かくして、神でもない一介の「個人」であった私は、何かに導かれるように、己が本能のまま、この怪しげな書肆へと立ち入ってしまったのである。
中は古書店にありがちな、混沌とした雰囲気はなく、壁に造り付けられた書棚に整然と豪奢な装丁の本が並ぶ様は、余りにも冷徹で、奇妙な違和感が私を襲った。
やはり店に入るべきではなかったか、と一瞬後悔したものの、毒を食らわば皿まで、自作の肥やしになるに違いないと欲をかいて、結局そのまま店に留まる事にした。
さして広くもない店内の書架をぐるりと巡ると、馴染みの無い著者や、題名の本ばかりがその空虚を埋め、当随存じている筈の書物は一切扱われていなかった。
私は、その事に非常に強い関心を抱き、どうせなら飽くる迄、この目で眺めてやろうと思った。そこで、私は手近な高さの棚の端から、一冊ずつ抜き出し、はらはらと飛ばし読みを始めた。すると、これまた店の品揃えに相応しい奇妙な書物、或いは書物と呼べるものなのか判断し難いものまで、実に珍奇な本ばかりが収められていた。
或るものは、判読不能の文字を使って書かれ、
或るものは、すべて飴製の頁で綴られており、
或るものは、一枚の大きな地図のようなものに連綿と記号が書き込まれ、
或るものは、黒い紙に黒いインキで記された光を媒介とする書であり、
或るものは、白い紙に白いインキで記された影を媒介とする書であり、
或るものは、すべて白紙の頁が綴じ込まれ、
或るものは、紙を綴じてさえおらず、
或るものは、電子で出来ており、
或るものは、「本」の形さえしていなかった。
更にその驚くべきは、そのいずれも著者は不明、或いは不在とされており、何故か全て完本ではなく、数箇所が脱け落ちていたり、原形さえも留めていない断片だけである事であった。かたちだけではなく、その筆力ですらこれ程の者はそうなかなかおるまいにと、驚嘆を隠せず、熱心に書棚と両の掌を見詰め続ける私に、店の主人はこう告げた。
「お気に召した虚構がありましたら、どうぞお持ち帰り下さい。」
いや、代金を払わねばなりますまいと財布を取り出そうとする私に、主人は黙って一冊の古びた書物を押し付けた。いやいや、それでは余りに失礼だと問答となる内、私は何時の間にか元の界隈の道筋で一冊の古書を抱えて倒れていた。

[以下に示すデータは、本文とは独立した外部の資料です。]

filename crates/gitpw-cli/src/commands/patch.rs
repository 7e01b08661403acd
use anyhow::anyhow;
use serde_json::{Map, Value, json};
use tracing::{debug, info};

use crate::api::{self, Filters, Resource, filter, optional};
use crate::cli::{
    PatchApplyArgs, PatchDownloadArgs, PatchListArgs, PatchShowArgs, PatchUpdateArgs,
};
use crate::client::{AppContext, CliError, CliResult};
use crate::commands::{
    apply_mbox, field, list_params, log_saved, mbox_url, person, repeated, submitter_filters,
    text, user_filters, yes_no,
};
use crate::output::{self, OutputFormat, Rows, humanize_date, resolve_format, trim};

const LIST_HEADERS: &[&str] = &[
    "ID",
    "Date",
    "Name",
    "Submitter",
    "State",
    "Archived",
    "Delegate",
];
const DEFAULT_LIST_STATES: &[&str] = &["under-review", "new"];

pub(crate) async fn handle_patch_apply(ctx: &AppContext, args: PatchApplyArgs) -> CliResult<()> {
    info!(
        "Applying patch: id={}, series={:?}, deps={}, args={}",
        args.patch_id,
        args.series,
        args.deps.enabled(),
        args.args.join(" ")
    );

    let patch = api::detail(ctx, Resource::Patches, args.patch_id, Vec::new()).await?;
    let series = dependency_series(args.deps.enabled(), args.series);
    apply_mbox(
        ctx,
        &mbox_url(&patch)?,
        &vec![optional("series", series)],
        &args.args,
    )
    .await
}

/// `*` (latest series) unless a series was named or dependencies are off.
pub(crate) fn dependency_series(deps: bool, series: Option<u64>) -> Option<String> {
    if !deps {
        return None;
    }
    Some(series.map_or_else(|| "*".to_string(), |id| id.to_string()))
}

pub(crate) async fn handle_patch_download(
    ctx: &AppContext,
    args: PatchDownloadArgs,
) -> CliResult<()> {
    debug!(
        "Downloading patch: id={}, format={}",
        args.patch_id,
        if args.diff { "diff" } else { "mbox" }
    );

    let patch = api::detail(ctx, Resource::Patches, args.patch_id, Vec::new()).await?;
    let mbox = mbox_url(&patch)?;

    let path = match (args.diff, args.output) {
        (true, Some(output)) => {
            let diff = text(&patch, "diff");
            if api::is_stdout(&output) {
                output::write_direct(&diff)?;
                None
            } else {
                tokio::fs::write(&output, diff).await.map_err(|err| {
                    CliError::failure(anyhow!("failed to write '{}': {err}", output.display()))
                })?;
                Some(output)
            }
        }
        (true, None) => {
            api::download(ctx, &raw_url(&mbox), &Vec::new(), None).await?
        }
        (false, output) => api::download(ctx, &mbox, &Vec::new(), output.as_deref()).await?,
    };

    log_saved("patch", path.as_deref());
    Ok(())
}

/// Plain diff variant of an mbox URL.
fn raw_url(mbox: &str) -> String {
    mbox.strip_suffix("mbox/")
        .map_or_else(|| mbox.replace("mbox", "raw"), |base| format!("{base}raw/"))
}

pub(crate) async fn handle_patch_list(ctx: &AppContext, args: PatchListArgs) -> CliResult<()> {
    info!(
        "List patches: states={}, submitters={}, delegates={}, hashes={}, archived={}",
        args.states.join(","),
        args.submitters.join(","),
        args.delegates.join(","),
        args.hashes.join(","),
        args.archived
    );

    let format = resolve_format(args.output.format.format, &ctx.settings)?;
    let default_states = args.states.iter().map(String::as_str).eq(DEFAULT_LIST_STATES.iter().copied());
    api::warn_on_multiple_filters(
        ctx,
        &[
            ("state", if default_states { 0 } else { args.states.len() }),
            ("submitter", args.submitters.len()),
            ("delegate", args.delegates.len()),
            ("hash", args.hashes.len()),
        ],
    )?;

    let mut params: Filters = args.states.iter().map(|state| filter("state", state)).collect();
    params.extend(submitter_filters(ctx, &args.submitters).await?);
    params.extend(user_filters(ctx, "delegate", &args.delegates).await?);
    params.extend(args.hashes.iter().map(|hash| filter("hash", hash)));
    let mut tail = list_params(args.name.as_deref(), &args.page, &args.sort);
    tail.insert(1, filter("archived", args.archived));
    params.extend(tail);

    let patches = api::index(ctx, Resource::Patches, params).await?;
    let rows = Rows::new(LIST_HEADERS, patches.iter().map(list_row).collect())
        .select(&args.output.columns)?;
    output::emit(&ctx.settings, &rows, format).await
}

fn list_row(patch: &Value) -> Vec<Value> {
    vec![
        field(patch, "id"),
        Value::String(humanize_date(&text(patch, "date"))),
        Value::String(trim(&text(patch, "name"), 70)),
        Value::String(person(&field(patch, "submitter"))),
        field(patch, "state"),
        yes_no(&field(patch, "archived")),
        Value::String(delegate_name(patch)),
    ]
}

fn delegate_name(patch: &Value) -> String {
    patch
        .get("delegate")
        .filter(|delegate| !delegate.is_null())
        .map(|delegate| text(delegate, "username"))
        .unwrap_or_default()
}

pub(crate) async fn handle_patch_show(ctx: &AppContext, args: PatchShowArgs) -> CliResult<()> {
    debug!("Showing patch: id={}", args.patch_id);

    let format = resolve_format(args.format.format, &ctx.settings)?;
    let patch = api::detail(ctx, Resource::Patches, args.patch_id, Vec::new()).await?;
    show_patch(ctx, &patch, format).await
}

async fn show_patch(ctx: &AppContext, patch: &Value, format: OutputFormat) -> CliResult<()> {
    output::emit(&ctx.settings, &patch_properties(patch), format).await
}

pub(crate) fn patch_properties(patch: &Value) -> Rows {
    let mut properties = vec![
        ("ID", field(patch, "id")),
        ("Message ID", field(patch, "msgid")),
        ("Date", field(patch, "date")),
        ("Name", field(patch, "name")),
        ("Submitter", Value::String(person(&field(patch, "submitter")))),
        ("State", field(patch, "state")),
        ("Archived", field(patch, "archived")),
        ("Project", Value::String(text(&field(patch, "project"), "name"))),
        ("Delegate", Value::String(delegate_name(patch))),
        ("Commit Ref", field(patch, "commit_ref")),
    ];
    properties.extend(repeated("Series", patch.get("series")));
    Rows::properties(properties)
}

pub(crate) async fn handle_patch_update(ctx: &AppContext, args: PatchUpdateArgs) -> CliResult<()> {
    info!(
        "Updating patch: id={}, commit_ref={:?}, state={:?}, archived={:?}",
        args.patch_id, args.commit_ref, args.state, args.archived
    );

    let format = resolve_format(args.format.format, &ctx.settings)?;
    if let Some(state) = &args.state {
        let allowed = ctx.settings.states();
        if !allowed.iter().any(|candidate| candidate == state) {
            return Err(CliError::validation(format!(
                "Invalid value for '--state': '{state}' is not one of {}",
                allowed.join(", ")
            )));
        }
    }

    let delegate = match &args.delegate {
        Some(delegate) => Some(api::resolve_unique(ctx, Resource::Users, delegate).await?),
        None => None,
    };

    let body = update_body(&args, delegate);
    let patch = api::update(ctx, Resource::Patches, args.patch_id, &body).await?;
    show_patch(ctx, &patch, format).await
}

/// Only the supplied fields are sent.
pub(crate) fn update_body(args: &PatchUpdateArgs, delegate: Option<String>) -> Value {
    let mut body = Map::new();
    if let Some(commit_ref) = &args.commit_ref {
        body.insert("commit_ref".into(), json!(commit_ref));
    }
    if let Some(state) = &args.state {
        body.insert("state".into(), json!(state));
    }
    if let Some(archived) = args.archived {
        body.insert("archived".into(), json!(archived));
    }
    if let Some(delegate) = delegate {
        let value = delegate
            .parse::<u64>()
            .map_or_else(|_| json!(delegate), |id| json!(id));
        body.insert("delegate".into(), value);
    }
    Value::Object(body)
}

私はやはり、何の等価も払わずしてその書を持ち帰るには忍びなかったので、再びあの書肆に戻り、せめて礼の一つも申さねばと、踵を返したのだが、日が暮れる頃になっても、その場所へ行く事は適わなかった。
いたしかたなく、私はその本を持ち帰る事にした。
夕餉の後、その書籍を繙くと、どうやらそれは事典か評書のようであった。皮製本の堅牢な装丁で綴じられており、膨大な記録が静謐に編纂され、その知識が飛翔する日を待ち兼ねているかに見えた。

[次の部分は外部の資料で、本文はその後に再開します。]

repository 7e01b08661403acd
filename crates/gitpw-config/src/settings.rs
//! Per-invocation settings resolved from overrides, then the persistent store.

use std::collections::HashMap;
use std::sync::{Mutex, PoisonError};

use crate::error::{ConfigError, ConfigResult};
use crate::server::ServerDescriptor;
use crate::store::ConfigStore;

/// Namespace under which settings live in the persistent store.
pub const NAMESPACE: &str = "pw";

/// Patch states accepted when `pw.states` is not configured.
pub const DEFAULT_STATES: &[&str] = &[
    "new",
    "under-review",
    "accepted",
    "rejected",
    "rfc",
    "not-applicable",
    "changes-requested",
    "awaiting-upstream",
    "superseded",
    "deferred",
];

/// Settings understood by the client.
#[derive(Debug, Clone, Copy, PartialEq, Eq, Hash)]
pub enum ConfigKey {
    /// Server base URL.
    Server,
    /// Project filter; `*` disables it.
    Project,
    /// API token.
    Token,
    /// Basic-auth username.
    Username,
    /// Basic-auth password.
    Password,
    /// Verbose diagnostics toggle.
    Debug,
    /// Comma-separated allow-list of patch states.
    States,
    /// Default output format.
    Format,
}

impl ConfigKey {
    /// Short name of the setting.
    #[must_use]
    pub const fn as_str(self) -> &'static str {
        match self {
            Self::Server => "server",
            Self::Project => "project",
            Self::Token => "token",
            Self::Username => "username",
            Self::Password => "password",
            Self::Debug => "debug",
            Self::States => "states",
            Self::Format => "format",
        }
    }

    /// Fully qualified key in the persistent store.
    #[must_use]
    pub fn store_key(self) -> String {
        format!("{NAMESPACE}.{}", self.as_str())
    }
}

/// Authentication scheme resolved for this invocation.
#[derive(Clone, PartialEq, Eq)]
pub enum Credentials {
    /// `Authorization: Token <token>`.
    Token(String),
    /// HTTP basic authentication.
    Basic {
        /// Account name.
        username: String,
        /// Account password.
        password: String,
    },
}

impl std::fmt::Debug for Credentials {
    fn fmt(&self, formatter: &mut std::fmt::Formatter<'_>) -> std::fmt::Result {
        match self {
            Self::Token(_) => formatter.write_str("Token(***)"),
            Self::Basic { username, .. } => formatter
                .debug_struct("Basic")
                .field("username", username)
                .finish_non_exhaustive(),
        }
    }
}

/// Configuration resolver: explicit values first, then the cached store.
pub struct Settings {
    overrides: HashMap<ConfigKey, String>,
    cache: Mutex<HashMap<ConfigKey, Option<String>>>,
    store: Box<dyn ConfigStore>,
}

impl Settings {
    /// Create a resolver over the given persistent store.
    #[must_use]
    pub fn new(store: impl ConfigStore + 'static) -> Self {
        Self {
            overrides: HashMap::new(),
            cache: Mutex::new(HashMap::new()),
            store: Box::new(store),
        }
    }

    /// Record an explicit value (flag or environment). Blank values are ignored.
    #[must_use]
    pub fn with_override(mut self, key: ConfigKey, value: Option<String>) -> Self {
        if let Some(value) = value.filter(|value| !value.trim().is_empty()) {
            self.overrides.insert(key, value);
        }
        self
    }

    /// Resolve a setting, consulting the store at most once per key.
    pub fn get(&self, key: ConfigKey) -> Option<String> {
        if let Some(value) = self.overrides.get(&key) {
            return Some(value.clone());
        }

        let mut cache = self.cache.lock().unwrap_or_else(PoisonError::into_inner);
        if let Some(cached) = cache.get(&key) {
            tracing::debug!("Retrieved '{}' setting from cache", key.as_str());
            return cached.clone();
        }

        let value = self.store.get(&key.store_key());
        if value.is_some() {
            tracing::debug!("Retrieved '{}' setting from git-config", key.as_str());
        }
        cache.insert(key, value.clone());
        value
    }

    /// Resolve a setting or fall back to `default`.
    pub fn get_or(&self, key: ConfigKey, default: &str) -> String {
        self.get(key).unwrap_or_else(|| default.to_string())
    }

    /// Read a key outside the client namespace, such as `core.parser`.
    pub fn raw(&self, key: &str) -> Option<String> {
        self.store.get(key)
    }

    /// Normalised server descriptor.
    ///
    /// # Errors
    ///
    /// Fails when no server is configured or it is not a URL.
    pub fn server(&self) -> ConfigResult<ServerDescriptor> {
        let raw = self.get(ConfigKey::Server).ok_or(ConfigError::MissingServer)?;
        ServerDescriptor::parse(&raw)
    }

    /// Project filter value; the wildcard `*` maps to the empty string.
    ///
    /// # Errors
    ///
    /// Fails when no project is configured.
    pub fn project(&self) -> ConfigResult<String> {
        let project = self
            .get(ConfigKey::Project)
            .ok_or(ConfigError::MissingProject)?;
        let project = project.trim();
        if project == "*" {
            return Ok(String::new());
        }
        Ok(project.to_string())
    }

    /// Token takes precedence over a username/password pair.
    pub fn credentials(&self) -> Option<Credentials> {
        if let Some(token) = self.get(ConfigKey::Token) {
            return Some(Credentials::Token(token.trim().to_string()));
        }
        match (self.get(ConfigKey::Username), self.get(ConfigKey::Password)) {
            (Some(username), Some(password)) => Some(Credentials::Basic { username, password }),
            _ => None,
        }
    }

    /// Credentials for operations that never run anonymously.
    ///
    /// # Errors
    ///
    /// Fails when no authentication scheme is configured.
    pub fn require_credentials(&self) -> ConfigResult<Credentials> {
        self.credentials().ok_or(ConfigError::MissingCredentials)
    }

    /// Whether verbose diagnostics were requested.
    pub fn debug(&self) -> bool {
        self.get(ConfigKey::Debug).is_some_and(|value| {
            matches!(
                value.trim().to_ascii_lowercase().as_str(),
                "true" | "yes" | "on" | "1"
            )
        })
    }

    /// Allowed patch states.
    pub fn states(&self) -> Vec<String> {
        self.get(ConfigKey::States).map_or_else(
            || DEFAULT_STATES.iter().map(|state| (*state).to_string()).collect(),
            |raw| {
                raw.split(',')
                    .map(str::trim)
                    .filter(|state| !state.is_empty())
                    .map(str::to_string)
                    .collect()
            },
        )
    }

    /// Persisted default output format, if any.
    pub fn format(&self) -> Option<String> {
        self.get(ConfigKey::Format)
    }
}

書物の封を解くと、頁に穿たれたインキは紐のようにするすると宙へ浮かび上がり、私の脳天から螺旋に吸い込まれてしまった。古紙がインキを吸い込むように、私の脳髄は尋常ではない情報を浴び、大半のものは涙や吐息となって流出してしまった。
かくして、極僅かな、さして重要でもないような記録だけが私の内に留まるに至ったのだが、それも何時失われてしまうか解らない。

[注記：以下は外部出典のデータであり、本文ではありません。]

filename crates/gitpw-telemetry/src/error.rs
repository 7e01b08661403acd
//! Error types for telemetry operations.

use std::error::Error;
use std::fmt::{self, Display, Formatter};

/// Result alias for telemetry operations.
pub type Result<T> = std::result::Result<T, TelemetryError>;

/// Errors raised by telemetry helpers.
#[derive(Debug)]
pub enum TelemetryError {
    /// Installing the tracing subscriber failed.
    SubscriberInstall {
        /// Underlying tracing subscriber error.
        source: tracing_subscriber::util::TryInitError,
    },
}

impl Display for TelemetryError {
    fn fmt(&self, formatter: &mut Formatter<'_>) -> fmt::Result {
        match self {
            Self::SubscriberInstall { .. } => {
                formatter.write_str("failed to install tracing subscriber")
            }
        }
    }
}

impl Error for TelemetryError {
    fn source(&self) -> Option<&(dyn Error + 'static)> {
        match self {
            Self::SubscriberInstall { source } => Some(source),
        }
    }
}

私という肉体の持つ不安定さは、あの事典の何%までを正確に記憶しているかは毛頭判断しえない事だが、ただ失われていくよりはと、この度、その残存し、脳裏に反響する木霊を書き留める事にした。
従って、ここに紹介した事物に関する記録は、ともすれば偽証になっているかも知れない事を明記すると共に、私の脳裏で螺旋に渦を巻き続ける、奇妙な記録の一遍でも、皆様にお楽しみ頂ければ幸いである。